== Dataset records ==

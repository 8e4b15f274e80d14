//! Build-then-swap publishing of the output directory.

use std::fs;
use std::path::{Path, PathBuf};
use std::time::Instant;

use dwh_model::Stage;
use dwh_star::StarSchema;
use tracing::{debug, info, info_span, warn};

use crate::csv::write_table;
use crate::error::{ReportError, Result};

/// Output directory contents after a successful publish.
#[derive(Debug, Clone, PartialEq, Eq)]
pub struct PublishedTables {
    pub output_dir: PathBuf,
    /// Written files, dimensions first.
    pub files: Vec<PathBuf>,
}

fn io_err(operation: &'static str, path: &Path) -> impl FnOnce(std::io::Error) -> ReportError {
    let path = path.to_path_buf();
    move |source| ReportError::Io {
        operation,
        path,
        source,
    }
}

fn sibling(output_dir: &Path, suffix: &str) -> Result<PathBuf> {
    let name = output_dir
        .file_name()
        .ok_or_else(|| ReportError::InvalidOutputDir(output_dir.to_path_buf()))?;
    let mut sibling = name.to_os_string();
    sibling.push(suffix);
    Ok(output_dir.with_file_name(sibling))
}

/// Publishes every table of `schema` into `output_dir`.
///
/// Tables are written into a temporary sibling directory first. Only when
/// all of them are on disk does that directory replace `output_dir`, so
/// readers never see a partial table set. The previous output is restored
/// if the final rename fails.
pub fn publish_tables(output_dir: &Path, schema: &StarSchema) -> Result<PublishedTables> {
    let span = info_span!("publish", output_dir = %output_dir.display());
    let _guard = span.enter();
    let start = Instant::now();

    let parent = output_dir
        .parent()
        .filter(|parent| !parent.as_os_str().is_empty())
        .map_or_else(|| PathBuf::from("."), Path::to_path_buf);
    fs::create_dir_all(&parent).map_err(io_err("create directory", &parent))?;

    let staged = tempfile::Builder::new()
        .prefix(".dwh-build-")
        .tempdir_in(&parent)
        .map_err(io_err("create staging directory in", &parent))?;

    let mut names = Vec::new();
    for (table, mut df) in schema.frames()? {
        let path = write_table(staged.path(), table, &mut df)?;
        debug!(table, rows = df.height(), path = %path.display(), "table staged");
        if let Some(name) = path.file_name() {
            names.push(name.to_os_string());
        }
    }

    let staged = staged.keep();
    swap_into_place(&staged, output_dir)?;

    let files: Vec<PathBuf> = names.iter().map(|name| output_dir.join(name)).collect();
    info!(
        stage = %Stage::Publish,
        tables = files.len(),
        duration_ms = start.elapsed().as_millis() as u64,
        "output published"
    );
    Ok(PublishedTables {
        output_dir: output_dir.to_path_buf(),
        files,
    })
}

/// Puts a backup left by an interrupted swap back in place of `target`.
///
/// Returns whether a backup was restored.
fn recover_interrupted_swap(target: &Path, backup: &Path) -> Result<bool> {
    if target.exists() || !backup.is_dir() {
        return Ok(false);
    }
    fs::rename(backup, target).map_err(io_err("restore interrupted backup to", target))?;
    warn!(path = %target.display(), "restored output left behind by an interrupted publish");
    Ok(true)
}

/// Moves `staged` to `target`, keeping the old `target` as a backup until
/// the rename succeeds.
///
/// A directory cannot be renamed over a non-empty one, so the swap is two
/// renames back to back. Between them `target` is briefly absent; it never
/// holds a partial table set. A backup found without its `target` is
/// restored before anything else happens.
fn swap_into_place(staged: &Path, target: &Path) -> Result<()> {
    let backup = sibling(target, ".previous")?;
    recover_interrupted_swap(target, &backup)?;
    if backup.exists() {
        fs::remove_dir_all(&backup).map_err(io_err("remove old backup", &backup))?;
    }

    let had_previous = target.exists();
    if had_previous {
        fs::rename(target, &backup).map_err(io_err("move previous output to", &backup))?;
    }

    if let Err(source) = fs::rename(staged, target) {
        let restored = had_previous && fs::rename(&backup, target).is_ok();
        if let Err(err) = fs::remove_dir_all(staged) {
            warn!(path = %staged.display(), error = %err, "failed to remove staged output");
        }
        return Err(ReportError::Swap {
            staged: staged.to_path_buf(),
            target: target.to_path_buf(),
            restored,
            source,
        });
    }

    if had_previous && let Err(err) = fs::remove_dir_all(&backup) {
        warn!(path = %backup.display(), error = %err, "failed to remove previous output");
    }
    Ok(())
}
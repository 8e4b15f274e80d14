//! Cleansing stage entry point.

use std::time::Instant;

use chrono::NaiveDate;
use dwh_ingest::StagingArea;
use dwh_model::{
    Customer, Entity, ErpCategory, ErpCustomer, ErpLocation, Product, Sale, Stage,
};
use tracing::{debug, info, info_span, warn};

use crate::customer::clean_customers;
use crate::erp::{clean_erp_categories, clean_erp_customers, clean_erp_locations};
use crate::product::clean_products;
use crate::report::{CleanTable, CleanseReport};
use crate::sales::clean_sales;

/// Clean table for one entity, as returned by [`Cleanser::transform`].
#[derive(Debug, Clone)]
pub enum CleanOutput {
    Customers(CleanTable<Customer>),
    Products(CleanTable<Product>),
    Sales(CleanTable<Sale>),
    ErpCustomers(CleanTable<ErpCustomer>),
    ErpLocations(CleanTable<ErpLocation>),
    ErpCategories(CleanTable<ErpCategory>),
}

impl CleanOutput {
    pub fn report(&self) -> &CleanseReport {
        match self {
            CleanOutput::Customers(table) => &table.report,
            CleanOutput::Products(table) => &table.report,
            CleanOutput::Sales(table) => &table.report,
            CleanOutput::ErpCustomers(table) => &table.report,
            CleanOutput::ErpLocations(table) => &table.report,
            CleanOutput::ErpCategories(table) => &table.report,
        }
    }
}

/// Clean tables for every entity.
#[derive(Debug, Clone)]
pub struct CleanSet {
    pub customers: CleanTable<Customer>,
    pub products: CleanTable<Product>,
    pub sales: CleanTable<Sale>,
    pub erp_customers: CleanTable<ErpCustomer>,
    pub erp_locations: CleanTable<ErpLocation>,
    pub erp_categories: CleanTable<ErpCategory>,
}

impl CleanSet {
    pub fn report(&self, entity: Entity) -> &CleanseReport {
        match entity {
            Entity::Customer => &self.customers.report,
            Entity::Product => &self.products.report,
            Entity::Sale => &self.sales.report,
            Entity::ErpCustomer => &self.erp_customers.report,
            Entity::ErpLocation => &self.erp_locations.report,
            Entity::ErpCategory => &self.erp_categories.report,
        }
    }

    /// Reports in pipeline order.
    pub fn reports(&self) -> impl Iterator<Item = &CleanseReport> {
        Entity::ALL.into_iter().map(|entity| self.report(entity))
    }

    pub fn rejected_count(&self) -> usize {
        self.reports().map(CleanseReport::rejected_count).sum()
    }
}

/// Applies the per-entity cleansing rules to staged data.
#[derive(Debug, Clone, Copy)]
pub struct Cleanser {
    as_of: NaiveDate,
}

impl Cleanser {
    /// `as_of` is the reference date for rules that compare against "today".
    pub fn new(as_of: NaiveDate) -> Self {
        Self { as_of }
    }

    fn timed<T>(&self, entity: Entity, clean: impl FnOnce() -> CleanTable<T>) -> CleanTable<T> {
        let span = info_span!("cleanse", entity = %entity);
        let _guard = span.enter();
        let start = Instant::now();
        let table = clean();
        log_report(&table.report, start.elapsed().as_millis());
        table
    }

    pub fn customers(&self, staging: &StagingArea) -> CleanTable<Customer> {
        self.timed(Entity::Customer, || clean_customers(&staging.customers))
    }

    pub fn products(&self, staging: &StagingArea) -> CleanTable<Product> {
        self.timed(Entity::Product, || clean_products(&staging.products))
    }

    pub fn sales(&self, staging: &StagingArea) -> CleanTable<Sale> {
        self.timed(Entity::Sale, || clean_sales(&staging.sales))
    }

    pub fn erp_customers(&self, staging: &StagingArea) -> CleanTable<ErpCustomer> {
        self.timed(Entity::ErpCustomer, || {
            clean_erp_customers(&staging.erp_customers, self.as_of)
        })
    }

    pub fn erp_locations(&self, staging: &StagingArea) -> CleanTable<ErpLocation> {
        self.timed(Entity::ErpLocation, || {
            clean_erp_locations(&staging.erp_locations)
        })
    }

    pub fn erp_categories(&self, staging: &StagingArea) -> CleanTable<ErpCategory> {
        self.timed(Entity::ErpCategory, || {
            clean_erp_categories(&staging.erp_categories)
        })
    }

    /// Cleans one entity's staging table.
    pub fn transform(&self, staging: &StagingArea, entity: Entity) -> CleanOutput {
        match entity {
            Entity::Customer => CleanOutput::Customers(self.customers(staging)),
            Entity::Product => CleanOutput::Products(self.products(staging)),
            Entity::Sale => CleanOutput::Sales(self.sales(staging)),
            Entity::ErpCustomer => CleanOutput::ErpCustomers(self.erp_customers(staging)),
            Entity::ErpLocation => CleanOutput::ErpLocations(self.erp_locations(staging)),
            Entity::ErpCategory => CleanOutput::ErpCategories(self.erp_categories(staging)),
        }
    }

    /// Cleans every entity, in pipeline order.
    pub fn transform_all(&self, staging: &StagingArea) -> CleanSet {
        CleanSet {
            customers: self.customers(staging),
            products: self.products(staging),
            sales: self.sales(staging),
            erp_customers: self.erp_customers(staging),
            erp_locations: self.erp_locations(staging),
            erp_categories: self.erp_categories(staging),
        }
    }
}

fn log_report(report: &CleanseReport, duration_ms: u128) {
    info!(
        stage = %Stage::Cleanse,
        entity = %report.entity,
        input_rows = report.input_rows,
        output_rows = report.output_rows,
        duplicates_dropped = report.duplicates_dropped,
        historical_dropped = report.historical_dropped,
        repaired = report.repaired,
        rejected = report.rejected_count(),
        duration_ms = duration_ms as u64,
        "entity cleansed"
    );
    if let Some(first) = report.rejected.first() {
        warn!(
            stage = %Stage::Cleanse,
            entity = %report.entity,
            kind = %first.kind(),
            rejected = report.rejected_count(),
            message = %first,
            "rows excluded for unusable business keys"
        );
    }
    for rejection in report.rejected.iter().skip(1) {
        debug!(entity = %report.entity, message = %rejection, "row excluded");
    }
}
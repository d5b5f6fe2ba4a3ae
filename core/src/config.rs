//! Programmatic client configuration.
//!
//! There are no config files or flags: base URLs, credentials and limits
//! are supplied by the test code that builds the client.

use std::time::Duration;

/// Default cap on how much of a response body is read.
pub const DEFAULT_MAX_BODY_BYTES: u64 = 10 * 1024 * 1024;

/// Settings for the default ureq-backed transport.
#[derive(Debug, Clone, PartialEq, Eq)]
pub struct ClientConfig {
    /// Global deadline for one request, connect through body. `None` waits
    /// for as long as the platform allows.
    pub timeout: Option<Duration>,
    /// Bodies larger than this fail with a transport error.
    pub max_body_bytes: u64,
}

impl Default for ClientConfig {
    fn default() -> Self {
        Self {
            timeout: None,
            max_body_bytes: DEFAULT_MAX_BODY_BYTES,
        }
    }
}

impl ClientConfig {
    pub fn with_timeout(mut self, timeout: Duration) -> Self {
        self.timeout = Some(timeout);
        self
    }

    pub fn with_max_body_bytes(mut self, limit: u64) -> Self {
        self.max_body_bytes = limit;
        self
    }
}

===

# Task requirements
If a line in the records above contains "first", copy that line.

# Written response
    /// Written files, dimensions first.
/// Tables are written into a temporary sibling directory first. Only when
    if let Some(first) = report.rejected.first() {
            kind = %first.kind(),
            message = %first,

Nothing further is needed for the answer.